11.Landlord's Address for Notices. The addresses for notices to Landlord set forth in Article 1 of the Original Lease are hereby deemed deleted in their entirety and replaced with the following:

LANDLORD'S
ADDRESS FOR
NOTICES
10900 Wilshire, L.L.C.
c/o Tishman Speyer
10900 Wilshire Boulevard, Suite 200
Los Angeles, California 90024
Attn: Property Manager

With copies to:
Tishman Speyer
45 Rockefeller Plaza
New York, New York 10111
Attn: General Counsel

and:

Tishman Speyer
45 Rockefeller Plaza
New York, New York 10111
Attn: Chief Financial Officer


12.Limitation on Liability; Tax Status of Beneficial Owner. The terms of Section 17.2, Section 26.3 and Section 26.21 of the Office Lease, Section 11 and Section 12 of the First Amendment, Section 3 and Section 4 of the Second Amendment, Section 12 and Section 13 of the Third Amendment, and Section 3 and Section 4 of the Fourth Amendment shall continue to apply to the Lease, as amended hereby, as if set forth herein in full.

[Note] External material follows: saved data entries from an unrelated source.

//! Per-frame video metadata.

use crate::homography::Homography;
use crate::timestamp::TimeStamp;
use nalgebra::Point2;
use serde::{Deserialize, Serialize};

/// Geodetic coordinate produced by image/stabilized-to-world mapping.
#[derive(Debug, Clone, Copy, PartialEq, Serialize, Deserialize)]
pub struct GeoCoordinate {
    pub latitude: f64,
    pub longitude: f64,
}

/// Metadata announced for one video frame.
#[derive(Debug, Clone, PartialEq, Serialize, Deserialize)]
pub struct FrameMetadata {
    /// Frame time
    pub time: TimeStamp,

    /// Image -> stabilized transform for this frame
    pub homography: Homography,

    /// Frame number the stabilized space of `homography` is anchored to
    pub homography_reference_frame: u32,

    /// Ground sample distance (meters/pixel), when known
    pub gsd: Option<f64>,

    /// Image -> (longitude, latitude) transform, when the frame is geolocated
    pub image_to_world: Option<Homography>,
}

impl FrameMetadata {
    /// Metadata carrying only a homography.
    pub fn with_homography(time: TimeStamp, homography: Homography) -> Self {
        Self {
            time,
            homography,
            homography_reference_frame: 0,
            gsd: None,
            image_to_world: None,
        }
    }

    /// Maps an image point to world coordinates, if the frame is geolocated.
    pub fn image_to_world(&self, image: &Point2<f64>) -> Option<GeoCoordinate> {
        let m = self.image_to_world.as_ref()?;
        let w = m.apply(image);
        Some(GeoCoordinate {
            longitude: w.x,
            latitude: w.y,
        })
    }

    /// Maps a stabilized point back through the frame homography, then to world.
    pub fn stab_to_world(&self, stab: &Point2<f64>) -> Option<GeoCoordinate> {
        self.image_to_world.as_ref()?;
        let inv = self.homography.inverse()?;
        self.image_to_world(&inv.apply(stab))
    }
}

13.Brokers. Landlord and Tenant hereby warrant to each other that they have had no dealings with any real estate broker or agent in connection with the negotiation of this Fifth Amendment, excepting only Tishman Speyer Properties, L.L.C. and Cushman & Wakefield of California, Inc. (collectively, the "Brokers"), and that they know of no other real estate broker or agent who is entitled to a commission in connection with this Fifth Amendment. Landlord agrees to pay a commission in connection with this Fifth Amendment to the Brokers pursuant to a separate written agreement between Landlord and each of the Brokers. Each party agrees to indemnify and defend the other party against and hold the other party harmless from any and all claims, demands, losses, liabilities, lawsuits, judgments, costs and expenses (including, without limitation, reasonable attorneys’ fees) with respect to any leasing commission or equivalent compensation alleged to be owing on account of the indemnifying party's dealings with any real estate broker or agent other than the Brokers. The terms of this Section 13 shall survive the expiration or earlier termination of the Lease, as amended.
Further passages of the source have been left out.